#### [WHAT YOU NEED TO DO]
Provide only the number of lines in the records below that contain "lock".
+++++
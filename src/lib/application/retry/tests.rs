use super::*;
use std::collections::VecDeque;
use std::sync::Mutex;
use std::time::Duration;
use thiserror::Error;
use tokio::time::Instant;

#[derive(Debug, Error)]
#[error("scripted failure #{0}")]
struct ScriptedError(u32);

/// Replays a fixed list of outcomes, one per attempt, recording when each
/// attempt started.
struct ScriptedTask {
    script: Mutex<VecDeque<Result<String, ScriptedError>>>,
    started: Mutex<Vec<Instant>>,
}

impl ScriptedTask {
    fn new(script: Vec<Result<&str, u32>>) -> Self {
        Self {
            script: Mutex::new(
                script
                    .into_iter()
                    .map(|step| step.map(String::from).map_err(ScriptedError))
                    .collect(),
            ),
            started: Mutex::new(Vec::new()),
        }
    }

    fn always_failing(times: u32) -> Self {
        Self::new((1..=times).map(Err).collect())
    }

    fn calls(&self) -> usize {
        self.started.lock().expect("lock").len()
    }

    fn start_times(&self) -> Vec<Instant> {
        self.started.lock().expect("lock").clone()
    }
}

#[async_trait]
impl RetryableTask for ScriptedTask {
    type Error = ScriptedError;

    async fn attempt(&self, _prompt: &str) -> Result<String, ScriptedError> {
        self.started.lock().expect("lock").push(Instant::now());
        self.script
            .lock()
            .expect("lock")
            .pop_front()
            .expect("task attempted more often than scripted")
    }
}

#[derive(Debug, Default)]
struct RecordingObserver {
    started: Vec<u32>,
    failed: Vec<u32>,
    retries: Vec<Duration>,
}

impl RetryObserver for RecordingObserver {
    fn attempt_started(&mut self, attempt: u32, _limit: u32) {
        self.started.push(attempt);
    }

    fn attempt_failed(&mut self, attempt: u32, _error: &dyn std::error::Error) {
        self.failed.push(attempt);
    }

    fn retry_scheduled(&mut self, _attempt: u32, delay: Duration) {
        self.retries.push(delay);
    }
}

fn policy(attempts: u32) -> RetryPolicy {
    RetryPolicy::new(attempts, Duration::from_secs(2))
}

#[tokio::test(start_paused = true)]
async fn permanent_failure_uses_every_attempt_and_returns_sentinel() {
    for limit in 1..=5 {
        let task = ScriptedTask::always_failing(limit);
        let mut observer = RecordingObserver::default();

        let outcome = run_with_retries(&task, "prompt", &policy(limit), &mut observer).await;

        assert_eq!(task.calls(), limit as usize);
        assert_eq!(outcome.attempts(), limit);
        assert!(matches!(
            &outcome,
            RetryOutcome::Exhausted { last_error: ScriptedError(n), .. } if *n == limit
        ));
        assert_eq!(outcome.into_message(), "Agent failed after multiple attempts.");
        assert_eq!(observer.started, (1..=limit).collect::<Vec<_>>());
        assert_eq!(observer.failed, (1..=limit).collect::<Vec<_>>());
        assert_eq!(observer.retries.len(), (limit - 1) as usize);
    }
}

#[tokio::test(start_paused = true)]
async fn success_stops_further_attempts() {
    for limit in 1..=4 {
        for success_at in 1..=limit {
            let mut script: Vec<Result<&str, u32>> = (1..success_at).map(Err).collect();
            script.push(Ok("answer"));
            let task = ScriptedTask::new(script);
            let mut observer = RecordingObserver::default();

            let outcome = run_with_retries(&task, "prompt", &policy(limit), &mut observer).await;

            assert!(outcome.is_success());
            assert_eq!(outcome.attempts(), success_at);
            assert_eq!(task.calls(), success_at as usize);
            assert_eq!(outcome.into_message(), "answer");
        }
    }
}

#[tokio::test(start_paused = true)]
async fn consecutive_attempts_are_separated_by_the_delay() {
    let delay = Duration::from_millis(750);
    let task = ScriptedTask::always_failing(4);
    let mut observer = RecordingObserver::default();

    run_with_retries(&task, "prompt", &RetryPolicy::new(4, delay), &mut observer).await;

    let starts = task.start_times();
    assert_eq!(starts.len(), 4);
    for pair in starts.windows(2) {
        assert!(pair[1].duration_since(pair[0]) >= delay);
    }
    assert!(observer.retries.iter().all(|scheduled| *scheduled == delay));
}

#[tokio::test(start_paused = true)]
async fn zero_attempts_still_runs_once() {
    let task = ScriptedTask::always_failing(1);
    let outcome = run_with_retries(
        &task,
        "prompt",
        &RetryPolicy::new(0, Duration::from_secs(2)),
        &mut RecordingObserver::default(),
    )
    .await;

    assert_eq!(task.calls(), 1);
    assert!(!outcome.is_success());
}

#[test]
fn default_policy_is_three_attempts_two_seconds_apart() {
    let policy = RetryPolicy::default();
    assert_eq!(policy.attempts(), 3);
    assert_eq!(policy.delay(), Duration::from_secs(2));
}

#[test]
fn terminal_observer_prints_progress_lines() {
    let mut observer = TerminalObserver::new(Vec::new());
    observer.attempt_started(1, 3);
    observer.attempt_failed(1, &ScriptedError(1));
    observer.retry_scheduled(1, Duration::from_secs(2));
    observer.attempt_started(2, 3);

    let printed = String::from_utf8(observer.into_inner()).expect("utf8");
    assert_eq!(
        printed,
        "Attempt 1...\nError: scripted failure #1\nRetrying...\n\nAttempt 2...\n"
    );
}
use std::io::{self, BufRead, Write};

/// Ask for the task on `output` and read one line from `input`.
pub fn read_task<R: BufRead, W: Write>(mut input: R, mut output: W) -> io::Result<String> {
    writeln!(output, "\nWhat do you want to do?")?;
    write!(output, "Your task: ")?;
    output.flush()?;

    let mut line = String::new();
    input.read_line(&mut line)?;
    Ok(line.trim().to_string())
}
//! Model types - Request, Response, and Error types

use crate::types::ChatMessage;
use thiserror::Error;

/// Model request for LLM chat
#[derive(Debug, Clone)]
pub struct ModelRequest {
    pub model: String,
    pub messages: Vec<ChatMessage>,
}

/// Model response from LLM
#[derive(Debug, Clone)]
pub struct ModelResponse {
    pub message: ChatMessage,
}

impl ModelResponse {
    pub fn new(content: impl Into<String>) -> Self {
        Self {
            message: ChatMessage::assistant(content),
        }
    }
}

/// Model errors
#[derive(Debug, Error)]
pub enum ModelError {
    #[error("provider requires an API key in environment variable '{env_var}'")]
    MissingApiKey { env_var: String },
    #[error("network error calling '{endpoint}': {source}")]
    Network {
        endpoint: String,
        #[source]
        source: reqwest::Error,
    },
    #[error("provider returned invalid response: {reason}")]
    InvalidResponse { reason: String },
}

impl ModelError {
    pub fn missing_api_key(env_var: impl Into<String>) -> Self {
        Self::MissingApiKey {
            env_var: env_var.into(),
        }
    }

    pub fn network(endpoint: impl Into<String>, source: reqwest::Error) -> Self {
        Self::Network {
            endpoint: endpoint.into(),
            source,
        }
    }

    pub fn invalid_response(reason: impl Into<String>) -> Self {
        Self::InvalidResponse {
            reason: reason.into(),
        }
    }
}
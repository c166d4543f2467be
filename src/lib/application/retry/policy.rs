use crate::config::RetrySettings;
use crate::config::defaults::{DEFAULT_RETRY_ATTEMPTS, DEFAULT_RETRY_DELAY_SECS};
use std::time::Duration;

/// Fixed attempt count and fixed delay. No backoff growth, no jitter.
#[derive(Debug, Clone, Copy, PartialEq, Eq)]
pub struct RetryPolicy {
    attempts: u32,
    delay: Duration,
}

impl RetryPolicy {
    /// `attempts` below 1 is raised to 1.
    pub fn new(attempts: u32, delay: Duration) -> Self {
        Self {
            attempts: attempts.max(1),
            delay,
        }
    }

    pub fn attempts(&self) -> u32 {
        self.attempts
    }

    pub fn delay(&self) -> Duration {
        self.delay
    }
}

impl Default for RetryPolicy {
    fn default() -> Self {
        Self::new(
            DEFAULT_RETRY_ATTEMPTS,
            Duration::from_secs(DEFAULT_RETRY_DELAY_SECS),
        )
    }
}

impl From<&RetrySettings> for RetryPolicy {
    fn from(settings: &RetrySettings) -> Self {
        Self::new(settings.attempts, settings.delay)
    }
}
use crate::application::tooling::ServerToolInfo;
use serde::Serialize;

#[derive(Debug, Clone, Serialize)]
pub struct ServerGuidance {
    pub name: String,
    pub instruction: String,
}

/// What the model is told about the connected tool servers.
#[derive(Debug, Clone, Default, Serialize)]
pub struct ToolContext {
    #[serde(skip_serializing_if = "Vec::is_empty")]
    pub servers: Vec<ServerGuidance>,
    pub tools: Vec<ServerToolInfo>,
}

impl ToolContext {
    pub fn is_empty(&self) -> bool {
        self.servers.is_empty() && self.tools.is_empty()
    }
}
+++++
#### [THE ANSWER]
5